--- WORK INSTRUCTION ---
Where the line containing "create, the intent is" appears, end your copy; everything from the first line of the records below up to and including it must be reproduced exactly.

= = = =

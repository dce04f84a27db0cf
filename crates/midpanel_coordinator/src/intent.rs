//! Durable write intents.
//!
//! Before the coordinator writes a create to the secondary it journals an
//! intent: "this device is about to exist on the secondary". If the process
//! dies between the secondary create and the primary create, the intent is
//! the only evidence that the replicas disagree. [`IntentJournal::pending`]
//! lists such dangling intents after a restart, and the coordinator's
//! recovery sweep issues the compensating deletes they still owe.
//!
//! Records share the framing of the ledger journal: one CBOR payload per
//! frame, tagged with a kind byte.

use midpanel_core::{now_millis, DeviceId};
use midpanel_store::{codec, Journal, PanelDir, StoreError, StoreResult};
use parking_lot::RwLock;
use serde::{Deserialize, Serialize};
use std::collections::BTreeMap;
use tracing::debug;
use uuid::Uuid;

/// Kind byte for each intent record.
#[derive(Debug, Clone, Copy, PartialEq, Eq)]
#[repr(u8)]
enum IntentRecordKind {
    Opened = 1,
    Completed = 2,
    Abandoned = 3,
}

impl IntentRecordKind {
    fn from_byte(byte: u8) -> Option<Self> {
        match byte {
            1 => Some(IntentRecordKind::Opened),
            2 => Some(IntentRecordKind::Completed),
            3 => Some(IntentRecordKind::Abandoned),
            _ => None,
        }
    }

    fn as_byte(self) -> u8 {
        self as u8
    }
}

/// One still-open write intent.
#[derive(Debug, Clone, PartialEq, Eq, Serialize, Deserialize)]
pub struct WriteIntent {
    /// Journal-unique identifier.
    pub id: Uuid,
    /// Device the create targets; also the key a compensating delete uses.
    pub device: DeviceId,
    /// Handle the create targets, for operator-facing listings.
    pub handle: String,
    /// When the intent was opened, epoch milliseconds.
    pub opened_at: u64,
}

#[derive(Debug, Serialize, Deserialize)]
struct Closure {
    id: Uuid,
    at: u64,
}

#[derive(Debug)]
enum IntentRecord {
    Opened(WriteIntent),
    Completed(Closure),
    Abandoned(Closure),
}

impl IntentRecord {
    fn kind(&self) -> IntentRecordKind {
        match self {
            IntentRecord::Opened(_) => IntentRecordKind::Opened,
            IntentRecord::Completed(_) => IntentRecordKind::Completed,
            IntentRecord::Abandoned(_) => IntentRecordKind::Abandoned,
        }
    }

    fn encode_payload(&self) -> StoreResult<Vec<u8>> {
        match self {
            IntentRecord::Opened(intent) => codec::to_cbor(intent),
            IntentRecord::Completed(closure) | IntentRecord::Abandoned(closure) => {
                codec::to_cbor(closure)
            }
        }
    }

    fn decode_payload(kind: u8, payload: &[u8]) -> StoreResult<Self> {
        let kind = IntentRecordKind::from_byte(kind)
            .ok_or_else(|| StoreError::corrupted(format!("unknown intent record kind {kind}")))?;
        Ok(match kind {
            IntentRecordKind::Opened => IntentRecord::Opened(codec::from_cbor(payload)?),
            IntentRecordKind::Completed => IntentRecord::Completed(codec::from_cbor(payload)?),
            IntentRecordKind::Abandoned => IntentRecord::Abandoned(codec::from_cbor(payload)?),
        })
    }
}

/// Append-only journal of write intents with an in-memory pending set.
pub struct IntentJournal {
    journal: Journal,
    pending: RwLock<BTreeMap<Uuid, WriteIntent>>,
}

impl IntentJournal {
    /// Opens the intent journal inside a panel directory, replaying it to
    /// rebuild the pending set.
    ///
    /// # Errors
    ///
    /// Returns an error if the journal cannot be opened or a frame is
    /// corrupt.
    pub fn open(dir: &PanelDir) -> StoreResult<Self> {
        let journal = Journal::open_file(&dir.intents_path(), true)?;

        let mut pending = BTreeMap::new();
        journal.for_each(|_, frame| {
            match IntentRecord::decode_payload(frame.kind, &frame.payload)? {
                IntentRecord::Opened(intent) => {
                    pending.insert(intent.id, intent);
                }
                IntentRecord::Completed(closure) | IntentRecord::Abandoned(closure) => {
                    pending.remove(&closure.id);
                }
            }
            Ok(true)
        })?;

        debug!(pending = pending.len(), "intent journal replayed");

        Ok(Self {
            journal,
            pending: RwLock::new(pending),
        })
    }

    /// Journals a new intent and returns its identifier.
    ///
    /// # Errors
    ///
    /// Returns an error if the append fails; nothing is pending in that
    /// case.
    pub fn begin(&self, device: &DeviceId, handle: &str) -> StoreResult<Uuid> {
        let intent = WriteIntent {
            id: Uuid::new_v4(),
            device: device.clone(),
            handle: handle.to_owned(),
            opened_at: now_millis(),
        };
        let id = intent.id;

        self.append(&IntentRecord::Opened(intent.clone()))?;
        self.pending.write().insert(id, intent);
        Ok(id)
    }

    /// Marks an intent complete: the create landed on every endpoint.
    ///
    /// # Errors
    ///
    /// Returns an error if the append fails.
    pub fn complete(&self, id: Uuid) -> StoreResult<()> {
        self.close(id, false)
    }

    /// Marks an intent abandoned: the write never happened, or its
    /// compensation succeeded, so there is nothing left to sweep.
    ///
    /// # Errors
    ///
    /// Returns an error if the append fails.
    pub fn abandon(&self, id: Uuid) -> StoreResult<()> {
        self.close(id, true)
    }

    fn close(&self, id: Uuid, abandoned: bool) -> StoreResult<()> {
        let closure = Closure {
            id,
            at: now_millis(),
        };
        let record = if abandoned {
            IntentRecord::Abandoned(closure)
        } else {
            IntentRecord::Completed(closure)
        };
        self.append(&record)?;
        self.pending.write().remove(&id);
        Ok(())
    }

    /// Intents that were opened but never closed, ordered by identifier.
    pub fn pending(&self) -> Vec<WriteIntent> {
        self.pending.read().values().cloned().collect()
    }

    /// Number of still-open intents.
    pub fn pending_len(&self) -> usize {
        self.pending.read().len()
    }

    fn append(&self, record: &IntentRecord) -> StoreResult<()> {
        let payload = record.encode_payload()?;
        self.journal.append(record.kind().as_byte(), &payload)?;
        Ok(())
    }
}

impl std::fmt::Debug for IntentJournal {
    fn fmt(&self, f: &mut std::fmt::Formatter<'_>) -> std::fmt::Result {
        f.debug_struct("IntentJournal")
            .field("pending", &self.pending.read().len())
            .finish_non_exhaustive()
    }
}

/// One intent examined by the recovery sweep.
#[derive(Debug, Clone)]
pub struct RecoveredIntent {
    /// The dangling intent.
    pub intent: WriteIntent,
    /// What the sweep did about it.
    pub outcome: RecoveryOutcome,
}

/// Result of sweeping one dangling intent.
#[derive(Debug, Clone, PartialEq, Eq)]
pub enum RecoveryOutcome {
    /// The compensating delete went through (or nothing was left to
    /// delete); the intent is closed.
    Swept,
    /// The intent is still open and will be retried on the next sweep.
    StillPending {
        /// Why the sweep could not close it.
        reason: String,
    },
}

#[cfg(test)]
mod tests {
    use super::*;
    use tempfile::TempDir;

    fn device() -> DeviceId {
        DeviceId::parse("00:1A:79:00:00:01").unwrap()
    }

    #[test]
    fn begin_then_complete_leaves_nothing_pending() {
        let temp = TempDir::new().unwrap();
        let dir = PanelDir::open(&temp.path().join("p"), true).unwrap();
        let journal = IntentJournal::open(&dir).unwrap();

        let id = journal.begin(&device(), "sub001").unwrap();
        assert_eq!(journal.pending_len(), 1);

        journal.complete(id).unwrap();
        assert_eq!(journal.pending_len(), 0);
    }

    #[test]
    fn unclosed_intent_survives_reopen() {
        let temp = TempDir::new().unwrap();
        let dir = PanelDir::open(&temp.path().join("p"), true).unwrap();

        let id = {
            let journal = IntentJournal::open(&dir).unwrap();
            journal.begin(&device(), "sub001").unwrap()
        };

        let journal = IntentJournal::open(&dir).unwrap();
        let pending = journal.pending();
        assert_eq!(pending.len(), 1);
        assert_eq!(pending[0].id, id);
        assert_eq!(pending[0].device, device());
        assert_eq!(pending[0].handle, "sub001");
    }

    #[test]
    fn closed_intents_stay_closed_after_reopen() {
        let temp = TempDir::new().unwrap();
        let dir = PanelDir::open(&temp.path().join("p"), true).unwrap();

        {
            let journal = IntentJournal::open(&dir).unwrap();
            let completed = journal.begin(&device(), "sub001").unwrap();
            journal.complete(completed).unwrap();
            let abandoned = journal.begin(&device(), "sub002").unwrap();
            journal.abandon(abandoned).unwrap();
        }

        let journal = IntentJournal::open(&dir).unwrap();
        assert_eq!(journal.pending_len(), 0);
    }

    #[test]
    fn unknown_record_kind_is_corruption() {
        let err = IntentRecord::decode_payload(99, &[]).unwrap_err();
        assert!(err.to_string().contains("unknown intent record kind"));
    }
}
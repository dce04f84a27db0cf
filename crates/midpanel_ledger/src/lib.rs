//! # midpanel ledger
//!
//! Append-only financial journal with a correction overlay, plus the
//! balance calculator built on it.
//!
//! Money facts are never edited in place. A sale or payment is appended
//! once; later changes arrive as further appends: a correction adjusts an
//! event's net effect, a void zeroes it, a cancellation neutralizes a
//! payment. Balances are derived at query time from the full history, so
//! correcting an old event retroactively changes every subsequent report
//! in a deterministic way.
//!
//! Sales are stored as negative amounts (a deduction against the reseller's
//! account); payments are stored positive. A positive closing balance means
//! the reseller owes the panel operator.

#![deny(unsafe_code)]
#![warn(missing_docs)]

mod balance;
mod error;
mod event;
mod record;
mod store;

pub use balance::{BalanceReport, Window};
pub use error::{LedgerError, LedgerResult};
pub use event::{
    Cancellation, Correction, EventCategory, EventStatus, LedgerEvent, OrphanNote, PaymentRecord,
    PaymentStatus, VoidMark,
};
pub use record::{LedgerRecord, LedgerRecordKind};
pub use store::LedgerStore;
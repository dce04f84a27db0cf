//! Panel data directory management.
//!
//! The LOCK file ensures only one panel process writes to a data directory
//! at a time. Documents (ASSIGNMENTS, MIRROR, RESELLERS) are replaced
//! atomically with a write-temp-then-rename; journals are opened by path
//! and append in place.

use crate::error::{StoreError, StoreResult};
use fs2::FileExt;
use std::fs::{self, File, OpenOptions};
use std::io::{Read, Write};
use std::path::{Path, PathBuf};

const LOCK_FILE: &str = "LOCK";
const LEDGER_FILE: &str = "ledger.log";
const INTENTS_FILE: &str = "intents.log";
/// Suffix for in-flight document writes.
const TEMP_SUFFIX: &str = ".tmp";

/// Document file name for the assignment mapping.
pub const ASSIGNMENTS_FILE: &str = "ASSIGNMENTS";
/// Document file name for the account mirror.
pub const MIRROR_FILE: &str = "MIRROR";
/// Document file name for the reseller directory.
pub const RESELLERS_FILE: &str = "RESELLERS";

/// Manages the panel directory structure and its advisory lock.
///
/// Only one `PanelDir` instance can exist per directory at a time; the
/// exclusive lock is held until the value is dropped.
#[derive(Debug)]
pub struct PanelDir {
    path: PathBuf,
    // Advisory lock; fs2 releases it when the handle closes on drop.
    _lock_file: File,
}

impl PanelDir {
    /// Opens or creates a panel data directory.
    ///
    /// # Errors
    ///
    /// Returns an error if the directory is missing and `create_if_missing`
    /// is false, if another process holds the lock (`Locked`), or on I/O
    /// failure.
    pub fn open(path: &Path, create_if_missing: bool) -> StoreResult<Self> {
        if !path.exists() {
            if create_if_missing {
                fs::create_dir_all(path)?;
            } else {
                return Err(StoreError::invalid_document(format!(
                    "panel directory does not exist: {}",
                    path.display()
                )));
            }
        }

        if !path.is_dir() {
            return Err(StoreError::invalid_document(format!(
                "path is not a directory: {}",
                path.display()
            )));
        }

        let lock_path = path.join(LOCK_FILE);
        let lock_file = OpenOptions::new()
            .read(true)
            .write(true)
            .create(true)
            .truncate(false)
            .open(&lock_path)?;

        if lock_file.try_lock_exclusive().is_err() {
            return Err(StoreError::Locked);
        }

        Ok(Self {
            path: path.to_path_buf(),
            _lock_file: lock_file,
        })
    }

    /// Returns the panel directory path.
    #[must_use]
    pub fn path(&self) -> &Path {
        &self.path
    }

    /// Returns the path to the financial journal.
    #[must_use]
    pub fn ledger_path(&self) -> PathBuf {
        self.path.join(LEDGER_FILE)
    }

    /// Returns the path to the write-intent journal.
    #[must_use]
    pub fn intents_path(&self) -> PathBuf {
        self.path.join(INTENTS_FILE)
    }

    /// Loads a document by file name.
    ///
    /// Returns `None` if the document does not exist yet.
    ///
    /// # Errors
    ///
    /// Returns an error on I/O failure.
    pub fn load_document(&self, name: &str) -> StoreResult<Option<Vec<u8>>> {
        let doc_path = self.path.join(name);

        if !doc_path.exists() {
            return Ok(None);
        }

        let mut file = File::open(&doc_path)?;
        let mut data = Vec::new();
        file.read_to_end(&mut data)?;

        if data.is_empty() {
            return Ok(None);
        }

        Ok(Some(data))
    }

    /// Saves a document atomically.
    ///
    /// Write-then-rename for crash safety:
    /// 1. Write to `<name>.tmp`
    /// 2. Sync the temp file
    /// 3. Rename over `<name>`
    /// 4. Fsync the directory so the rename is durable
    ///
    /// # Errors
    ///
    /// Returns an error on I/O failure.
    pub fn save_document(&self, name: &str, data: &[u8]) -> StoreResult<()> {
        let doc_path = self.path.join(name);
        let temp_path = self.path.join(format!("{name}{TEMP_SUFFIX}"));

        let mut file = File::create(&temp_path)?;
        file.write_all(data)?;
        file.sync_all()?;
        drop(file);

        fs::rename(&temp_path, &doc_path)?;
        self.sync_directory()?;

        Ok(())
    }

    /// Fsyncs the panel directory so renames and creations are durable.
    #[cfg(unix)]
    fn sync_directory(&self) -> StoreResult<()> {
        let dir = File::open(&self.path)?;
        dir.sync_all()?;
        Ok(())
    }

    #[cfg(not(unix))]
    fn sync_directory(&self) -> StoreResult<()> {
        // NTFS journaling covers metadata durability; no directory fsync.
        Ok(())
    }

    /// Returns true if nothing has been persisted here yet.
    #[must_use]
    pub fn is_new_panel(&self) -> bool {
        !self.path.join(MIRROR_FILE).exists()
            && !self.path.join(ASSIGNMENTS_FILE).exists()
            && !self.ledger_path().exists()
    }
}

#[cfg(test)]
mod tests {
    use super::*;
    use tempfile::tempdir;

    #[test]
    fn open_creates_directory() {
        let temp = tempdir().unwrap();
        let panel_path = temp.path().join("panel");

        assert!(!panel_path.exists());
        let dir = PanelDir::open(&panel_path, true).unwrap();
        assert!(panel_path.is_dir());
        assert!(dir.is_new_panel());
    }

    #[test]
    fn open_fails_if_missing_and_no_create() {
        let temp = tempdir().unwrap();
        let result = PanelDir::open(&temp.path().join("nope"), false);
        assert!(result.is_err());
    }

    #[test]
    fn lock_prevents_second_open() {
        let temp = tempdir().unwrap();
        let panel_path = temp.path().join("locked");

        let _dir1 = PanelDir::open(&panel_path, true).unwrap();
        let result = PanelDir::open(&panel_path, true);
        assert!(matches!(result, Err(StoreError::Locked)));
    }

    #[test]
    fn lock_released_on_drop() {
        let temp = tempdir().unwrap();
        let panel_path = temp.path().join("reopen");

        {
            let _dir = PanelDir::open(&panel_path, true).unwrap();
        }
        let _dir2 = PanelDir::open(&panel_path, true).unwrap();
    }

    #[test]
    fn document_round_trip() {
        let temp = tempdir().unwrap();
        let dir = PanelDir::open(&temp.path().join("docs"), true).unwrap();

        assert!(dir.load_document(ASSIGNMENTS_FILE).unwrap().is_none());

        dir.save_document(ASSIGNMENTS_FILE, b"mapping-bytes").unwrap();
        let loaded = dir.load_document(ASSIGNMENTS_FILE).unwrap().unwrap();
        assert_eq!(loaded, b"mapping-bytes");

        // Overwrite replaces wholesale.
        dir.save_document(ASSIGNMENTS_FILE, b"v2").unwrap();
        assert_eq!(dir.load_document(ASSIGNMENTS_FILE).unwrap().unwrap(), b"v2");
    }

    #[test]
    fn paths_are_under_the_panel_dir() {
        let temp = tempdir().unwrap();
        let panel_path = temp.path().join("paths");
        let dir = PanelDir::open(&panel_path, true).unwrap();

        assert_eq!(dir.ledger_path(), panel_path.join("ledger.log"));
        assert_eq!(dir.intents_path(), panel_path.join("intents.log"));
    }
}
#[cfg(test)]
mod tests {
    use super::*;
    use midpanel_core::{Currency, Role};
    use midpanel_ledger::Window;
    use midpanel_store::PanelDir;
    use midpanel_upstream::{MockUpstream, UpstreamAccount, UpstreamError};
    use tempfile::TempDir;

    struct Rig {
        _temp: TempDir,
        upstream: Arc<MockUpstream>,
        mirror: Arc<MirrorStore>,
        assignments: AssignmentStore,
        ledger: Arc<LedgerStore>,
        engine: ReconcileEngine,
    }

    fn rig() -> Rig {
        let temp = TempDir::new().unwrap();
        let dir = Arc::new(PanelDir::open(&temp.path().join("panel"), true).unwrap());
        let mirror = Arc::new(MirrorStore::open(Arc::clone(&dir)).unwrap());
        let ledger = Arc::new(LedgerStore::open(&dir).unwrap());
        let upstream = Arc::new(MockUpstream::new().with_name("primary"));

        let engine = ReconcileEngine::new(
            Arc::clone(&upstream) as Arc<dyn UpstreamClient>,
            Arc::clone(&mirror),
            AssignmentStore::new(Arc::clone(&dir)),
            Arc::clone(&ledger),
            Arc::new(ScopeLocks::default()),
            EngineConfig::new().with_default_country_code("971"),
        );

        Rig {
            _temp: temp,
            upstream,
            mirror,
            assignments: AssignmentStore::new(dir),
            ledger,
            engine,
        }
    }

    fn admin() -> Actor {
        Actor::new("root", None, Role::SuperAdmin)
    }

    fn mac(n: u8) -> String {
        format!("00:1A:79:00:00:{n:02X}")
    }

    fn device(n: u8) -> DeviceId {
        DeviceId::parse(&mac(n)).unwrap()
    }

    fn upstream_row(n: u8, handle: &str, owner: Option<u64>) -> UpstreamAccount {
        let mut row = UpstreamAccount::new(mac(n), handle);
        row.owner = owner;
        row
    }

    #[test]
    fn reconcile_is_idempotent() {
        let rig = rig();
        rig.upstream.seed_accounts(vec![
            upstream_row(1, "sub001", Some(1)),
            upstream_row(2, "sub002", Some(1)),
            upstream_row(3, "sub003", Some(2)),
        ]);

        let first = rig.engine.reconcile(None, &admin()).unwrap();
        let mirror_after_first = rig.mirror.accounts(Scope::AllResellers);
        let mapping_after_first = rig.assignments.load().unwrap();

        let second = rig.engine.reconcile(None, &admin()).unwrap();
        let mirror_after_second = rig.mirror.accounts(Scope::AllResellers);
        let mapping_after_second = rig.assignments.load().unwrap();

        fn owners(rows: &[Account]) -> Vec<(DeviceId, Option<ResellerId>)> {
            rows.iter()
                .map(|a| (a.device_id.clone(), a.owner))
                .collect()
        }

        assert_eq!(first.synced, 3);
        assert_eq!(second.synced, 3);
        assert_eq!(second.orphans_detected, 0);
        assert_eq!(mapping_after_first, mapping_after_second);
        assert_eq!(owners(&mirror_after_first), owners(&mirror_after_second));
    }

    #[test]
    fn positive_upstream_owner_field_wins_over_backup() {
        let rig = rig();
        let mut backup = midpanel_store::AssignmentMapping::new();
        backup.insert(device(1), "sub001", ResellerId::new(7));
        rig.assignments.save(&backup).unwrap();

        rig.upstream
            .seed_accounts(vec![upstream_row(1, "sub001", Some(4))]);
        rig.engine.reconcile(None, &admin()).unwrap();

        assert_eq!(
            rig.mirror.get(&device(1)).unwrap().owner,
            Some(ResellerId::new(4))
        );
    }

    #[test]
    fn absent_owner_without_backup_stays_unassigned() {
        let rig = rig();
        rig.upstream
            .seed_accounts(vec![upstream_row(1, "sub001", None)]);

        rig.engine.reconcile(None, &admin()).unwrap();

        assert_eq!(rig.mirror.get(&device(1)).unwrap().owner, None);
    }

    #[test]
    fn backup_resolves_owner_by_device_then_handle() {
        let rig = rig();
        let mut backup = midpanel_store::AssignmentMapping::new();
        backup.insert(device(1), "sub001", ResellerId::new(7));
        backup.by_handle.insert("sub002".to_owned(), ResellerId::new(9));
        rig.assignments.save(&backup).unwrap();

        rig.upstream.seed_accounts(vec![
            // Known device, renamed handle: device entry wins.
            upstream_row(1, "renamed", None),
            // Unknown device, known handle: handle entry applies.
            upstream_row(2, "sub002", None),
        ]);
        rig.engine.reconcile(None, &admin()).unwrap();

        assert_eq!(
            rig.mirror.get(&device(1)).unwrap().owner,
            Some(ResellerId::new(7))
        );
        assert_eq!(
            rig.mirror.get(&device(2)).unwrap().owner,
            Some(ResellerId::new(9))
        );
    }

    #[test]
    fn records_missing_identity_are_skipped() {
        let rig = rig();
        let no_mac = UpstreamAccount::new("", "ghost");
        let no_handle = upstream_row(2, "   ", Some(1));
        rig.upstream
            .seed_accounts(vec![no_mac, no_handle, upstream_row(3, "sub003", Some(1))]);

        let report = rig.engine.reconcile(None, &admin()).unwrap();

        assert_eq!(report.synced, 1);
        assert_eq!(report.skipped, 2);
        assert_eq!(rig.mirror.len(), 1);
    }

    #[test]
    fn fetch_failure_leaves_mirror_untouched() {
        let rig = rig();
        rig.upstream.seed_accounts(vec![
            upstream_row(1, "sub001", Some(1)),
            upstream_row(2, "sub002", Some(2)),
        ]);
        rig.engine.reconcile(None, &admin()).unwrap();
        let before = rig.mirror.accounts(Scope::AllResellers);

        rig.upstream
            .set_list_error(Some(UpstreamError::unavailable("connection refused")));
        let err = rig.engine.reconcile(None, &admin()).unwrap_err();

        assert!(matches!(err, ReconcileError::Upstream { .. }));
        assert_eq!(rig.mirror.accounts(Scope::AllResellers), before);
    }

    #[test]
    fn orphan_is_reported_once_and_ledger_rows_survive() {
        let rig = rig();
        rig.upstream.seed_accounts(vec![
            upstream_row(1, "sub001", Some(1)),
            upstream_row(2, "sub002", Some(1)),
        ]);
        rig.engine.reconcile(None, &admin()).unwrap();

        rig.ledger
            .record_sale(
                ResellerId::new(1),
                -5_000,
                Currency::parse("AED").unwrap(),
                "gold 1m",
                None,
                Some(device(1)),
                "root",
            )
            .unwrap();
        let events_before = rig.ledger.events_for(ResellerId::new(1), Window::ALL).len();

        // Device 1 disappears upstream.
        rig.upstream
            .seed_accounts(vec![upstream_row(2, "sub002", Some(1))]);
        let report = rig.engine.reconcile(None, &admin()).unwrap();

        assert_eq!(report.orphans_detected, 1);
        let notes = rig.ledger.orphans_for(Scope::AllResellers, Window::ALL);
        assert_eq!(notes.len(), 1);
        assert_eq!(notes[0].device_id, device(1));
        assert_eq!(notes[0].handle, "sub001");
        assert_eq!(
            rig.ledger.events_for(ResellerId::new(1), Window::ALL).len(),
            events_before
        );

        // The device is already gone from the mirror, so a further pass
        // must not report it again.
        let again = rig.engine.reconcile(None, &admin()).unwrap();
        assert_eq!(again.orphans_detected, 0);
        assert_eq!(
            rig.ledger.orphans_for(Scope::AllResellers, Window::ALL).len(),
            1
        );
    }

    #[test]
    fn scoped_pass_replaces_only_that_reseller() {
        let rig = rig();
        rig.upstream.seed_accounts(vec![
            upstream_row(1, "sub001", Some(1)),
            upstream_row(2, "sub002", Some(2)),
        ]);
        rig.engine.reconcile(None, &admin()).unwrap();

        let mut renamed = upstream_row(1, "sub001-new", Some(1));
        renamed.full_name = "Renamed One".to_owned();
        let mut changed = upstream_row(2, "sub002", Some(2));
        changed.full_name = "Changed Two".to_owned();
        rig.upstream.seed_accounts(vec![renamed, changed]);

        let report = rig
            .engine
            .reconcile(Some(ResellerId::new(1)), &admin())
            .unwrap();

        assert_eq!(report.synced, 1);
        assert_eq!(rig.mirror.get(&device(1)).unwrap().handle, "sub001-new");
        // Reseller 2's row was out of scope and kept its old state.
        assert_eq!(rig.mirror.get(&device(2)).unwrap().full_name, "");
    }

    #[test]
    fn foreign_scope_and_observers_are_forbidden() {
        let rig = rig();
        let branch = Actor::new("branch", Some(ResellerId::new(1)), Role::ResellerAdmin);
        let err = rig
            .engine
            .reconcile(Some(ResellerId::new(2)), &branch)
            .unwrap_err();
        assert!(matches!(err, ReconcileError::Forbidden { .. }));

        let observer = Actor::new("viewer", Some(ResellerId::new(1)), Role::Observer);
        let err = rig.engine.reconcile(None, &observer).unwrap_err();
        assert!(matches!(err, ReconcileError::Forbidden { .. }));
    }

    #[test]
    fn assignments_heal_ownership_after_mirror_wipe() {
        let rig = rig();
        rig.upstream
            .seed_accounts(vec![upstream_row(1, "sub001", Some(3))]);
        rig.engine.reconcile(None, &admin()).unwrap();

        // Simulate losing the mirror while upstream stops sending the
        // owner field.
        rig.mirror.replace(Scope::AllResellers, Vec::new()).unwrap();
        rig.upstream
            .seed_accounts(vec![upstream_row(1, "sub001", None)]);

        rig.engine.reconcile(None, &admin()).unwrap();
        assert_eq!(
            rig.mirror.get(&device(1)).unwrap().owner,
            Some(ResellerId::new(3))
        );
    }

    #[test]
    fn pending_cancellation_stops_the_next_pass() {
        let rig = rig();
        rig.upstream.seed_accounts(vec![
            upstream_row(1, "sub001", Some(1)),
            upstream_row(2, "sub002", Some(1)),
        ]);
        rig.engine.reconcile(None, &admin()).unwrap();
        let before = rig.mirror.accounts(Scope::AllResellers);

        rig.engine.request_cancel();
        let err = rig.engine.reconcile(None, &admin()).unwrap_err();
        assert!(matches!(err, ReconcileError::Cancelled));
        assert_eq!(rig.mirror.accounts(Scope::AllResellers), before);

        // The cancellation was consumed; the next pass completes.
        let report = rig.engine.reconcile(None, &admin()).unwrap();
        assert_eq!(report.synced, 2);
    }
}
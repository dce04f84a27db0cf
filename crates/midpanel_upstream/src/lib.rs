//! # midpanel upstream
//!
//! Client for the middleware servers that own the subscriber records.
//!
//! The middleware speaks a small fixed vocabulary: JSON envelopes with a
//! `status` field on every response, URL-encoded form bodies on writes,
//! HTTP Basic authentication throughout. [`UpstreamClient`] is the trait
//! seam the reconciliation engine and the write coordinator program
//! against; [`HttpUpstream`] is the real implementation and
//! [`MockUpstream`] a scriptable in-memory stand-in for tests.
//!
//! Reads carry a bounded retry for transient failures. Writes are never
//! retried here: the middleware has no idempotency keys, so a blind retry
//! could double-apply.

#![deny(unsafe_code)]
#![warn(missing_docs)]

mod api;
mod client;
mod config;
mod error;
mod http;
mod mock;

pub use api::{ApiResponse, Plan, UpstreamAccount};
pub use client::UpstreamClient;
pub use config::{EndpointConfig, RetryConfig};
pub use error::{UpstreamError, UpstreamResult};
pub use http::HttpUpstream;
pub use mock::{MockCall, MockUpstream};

= = = =

--- SOLUTION FOR THIS TASK ---
repository dce04f84a27db0cf
filename crates/midpanel_coordinator/src/intent.rs
//! Durable write intents.
//!
//! Before the coordinator writes a create to the secondary it journals an
//! intent: "this device is about to exist on the secondary". If the process
//! dies between the secondary create and the primary create, the intent is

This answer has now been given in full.